Re: Digest Number 1870

Don Valentine

Quoting Thomas Olsen <tmolsen@...>:

In regard to Mal's reference to Scalecoat painted engines from 30 years
ago: the toughness of the finish is because the Scalecoat used 30 years
ago had a lead base which has long since removed from the paint
formula. I have engines that were painted back in the middle 60's and
70's with the lead-based Scalecoat and the stuff is almost
bullet-proof. This seems to be true for all the paints manufactured

The first thing that I do before putting on the finish coat is to prime
the piece with Floquil zinc chromate. After the prime coat is dry,
I finish the job with Scalecoat. I have always used Scalecoat-I on
everything, be it brass, plastic or urethane and have never had it
damage the plastic or urethane surface. The secret is to spray it wet,
but not so heavy that it runs. In mixing for spraying, I use a 50-50
mix of paint and thinner. The nice thing about Scalecoat (whichever the
version) is that it is the most forgiving paint that I have ever used.

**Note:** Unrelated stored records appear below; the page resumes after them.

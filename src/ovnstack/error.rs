/*
 * Copyright (C) 2024 The Nanocloud Authors
 *
 * Licensed under the Apache License, Version 2.0 (the "License");
 * you may not use this file except in compliance with the License.
 * You may obtain a copy of the License at
 *
 * http://www.apache.org/licenses/LICENSE-2.0
 *
 * Unless required by applicable law or agreed to in writing, software
 * distributed under the License is distributed on an "AS IS" BASIS,
 * WITHOUT WARRANTIES OR CONDITIONS OF ANY KIND, either express or implied.
 * See the License for the specific language governing permissions and
 * limitations under the License.
 */


use crate::ovnstack::ovsdb::DriverError;
use std::error::Error;
use std::fmt;
use std::io;
use std::path::PathBuf;

pub type DynError = Box<dyn Error + Send + Sync>;

/// Failure surfaced by provisioning and attachment procedures.
///
/// Every variant names the step or resource that failed. Nothing is retried
/// and nothing already applied is rolled back; re-running the procedure is the
/// recovery path.
#[derive(Debug)]
pub enum OverlayError {
    /// Missing or invalid parameter, violated flag combination, or an unmet
    /// precondition such as an unbootstrapped cluster.
    Config(String),
    ControlPlane {
        step: String,
        source: DriverError,
    },
    PoolExhausted {
        pool: String,
    },
    MetadataTimeout {
        namespace: String,
        pod: String,
        attempts: u32,
    },
    Metadata {
        context: String,
        source: DynError,
    },
    Namespace {
        context: String,
        source: DynError,
    },
    /// The namespace handle could not be opened because it no longer exists.
    NamespaceGone {
        path: PathBuf,
    },
    Io {
        context: String,
        source: io::Error,
    },
}

impl OverlayError {
    pub fn config(message: impl Into<String>) -> Self {
        OverlayError::Config(message.into())
    }

    pub fn control_plane(step: impl Into<String>, source: DriverError) -> Self {
        OverlayError::ControlPlane {
            step: step.into(),
            source,
        }
    }

    pub fn namespace(context: impl Into<String>, source: impl Into<DynError>) -> Self {
        OverlayError::Namespace {
            context: context.into(),
            source: source.into(),
        }
    }

    pub fn metadata(context: impl Into<String>, source: impl Into<DynError>) -> Self {
        OverlayError::Metadata {
            context: context.into(),
            source: source.into(),
        }
    }

    pub fn io(context: impl Into<String>, source: io::Error) -> Self {
        OverlayError::Io {
            context: context.into(),
            source,
        }
    }

    /// Short category label used in log metadata and CNI error payloads.
    pub fn kind(&self) -> &'static str {
        match self {
            OverlayError::Config(_) => "config",
            OverlayError::ControlPlane { .. } => "control-plane",
            OverlayError::PoolExhausted { .. } => "pool-exhausted",
            OverlayError::MetadataTimeout { .. } => "metadata-timeout",
            OverlayError::Metadata { .. } => "metadata",
            OverlayError::Namespace { .. } | OverlayError::NamespaceGone { .. } => "namespace",
            OverlayError::Io { .. } => "io",
        }
    }
}

impl fmt::Display for OverlayError {
    fn fmt(&self, f: &mut fmt::Formatter<'_>) -> fmt::Result {
        match self {
            OverlayError::Config(message) => f.write_str(message),
            OverlayError::ControlPlane { step, source } => write!(f, "{step}: {source}"),
            OverlayError::PoolExhausted { pool } => {
                write!(f, "address pool {pool} has no unused addresses")
            }
            OverlayError::MetadataTimeout {
                namespace,
                pod,
                attempts,
            } => write!(
                f,
                "pod {namespace}/{pod} has no ovn annotation after {attempts} attempts"
            ),
            OverlayError::Metadata { context, source }
            | OverlayError::Namespace { context, source } => write!(f, "{context}: {source}"),
            OverlayError::NamespaceGone { path } => {
                write!(f, "network namespace {} does not exist", path.display())
            }
            OverlayError::Io { context, source } => write!(f, "{context}: {source}"),
        }
    }
}

impl Error for OverlayError {
    fn source(&self) -> Option<&(dyn Error + 'static)> {
        match self {
            OverlayError::ControlPlane { source, .. } => Some(source),
            OverlayError::Metadata { source, .. } | OverlayError::Namespace { source, .. } => {
                Some(source.as_ref())
            }
            OverlayError::Io { source, .. } => Some(source),
            _ => None,
        }
    }
}

/// Attaches the provisioning step name to a driver failure.
pub trait StepContext<T> {
    fn step(self, step: impl Into<String>) -> Result<T, OverlayError>;
}

impl<T> StepContext<T> for Result<T, DriverError> {
    fn step(self, step: impl Into<String>) -> Result<T, OverlayError> {
        self.map_err(|source| OverlayError::control_plane(step, source))
    }
}

#[derive(Debug)]
struct Detail(String);

impl fmt::Display for Detail {
    fn fmt(&self, f: &mut fmt::Formatter<'_>) -> fmt::Result {
        f.write_str(&self.0)
    }
}

impl Error for Detail {}

/// Boxes a plain message so it can serve as an error source.
pub fn detail(message: impl Into<String>) -> DynError {
    Box::new(Detail(message.into()))
}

So, it is just a matter of watching what you are doing and taking care
to properly thin the paint and watch how heavy your paint stream is
coming out of the brush. Actually, if you can raise the air pressure
to about 50 psi, you will still cover what you are painting adequately,
but will actually use less paint. And if you are baking a brass piece,
make sure you have the right temperature, as Mal has said (150-170
degrees) and you will be okay.

As I have noted several times before on this list, I have used
Scalecoat in much the same way Mal & Tom have described since 1968.
The one thing Tom has described that I do NOT do is use Floquil zinc
chromate primer for ANYTHING! My complete dissatisfaction with that
wholly unnecessary material is what prompted my discovery of Scalecoat
as a far better method back in 1968 to begin with. Fellow listee Andy
Miller had instructed me on how to paint brass models the "Floquil way".
A new Gem CPR class D-4g 4-6-0 was prepared, primed with the detail hiding
Floquil zinc chromate primer and then painted, also with Floquil. While
Andy and others said the resiults were fine, I was far from satisfied. The
floquil paint of the day had enough of a tendency to hide detail on its own.
I suspect much of this was due to a pigment not ground fine enough but other
may have other ideas about that. But if coarse pigment in the paint itself
were not bad enough the zinc chromate primer was the kiss of death. I still
have the CPR D-4g as well as another painted the "right way", with Scalecoat.
The two are used to show why I have never used Floquil for anything but
weathering since. Weathering can be done with a number of colors and the
fact that the pigment may be more coarse doesn't matter unless one goes
overboard as another way to hide detail is with over-weathering.

This said, I will admit to having avoided Floquil products for years,
accept as noted. Thus their zinc chromate primer may have "improved" in
the interim. But the question must be raised as to why anyone would use
a product such as the zinc chromate primer with another product like
Scalecoat that was specifically designed to be used WITHOUT the awful
primer? I would also suggest keeping oven temperature used to bake
Scalecoat to a MAXIMUM of 150 degrees and, again, with three hours
minimum for the first coat and one hour for each additional coat. That
is all that is needed so why risk more? And if it makes you feel any
better, Tom, I, too, have created a brass "kit" from overheating an oven.
This was with a Trains, Inc. brass GN express reefer back in 1972. The
oven was a gas one with a questionable temperature control. That problem
was cured by never using anything but an electric oven since!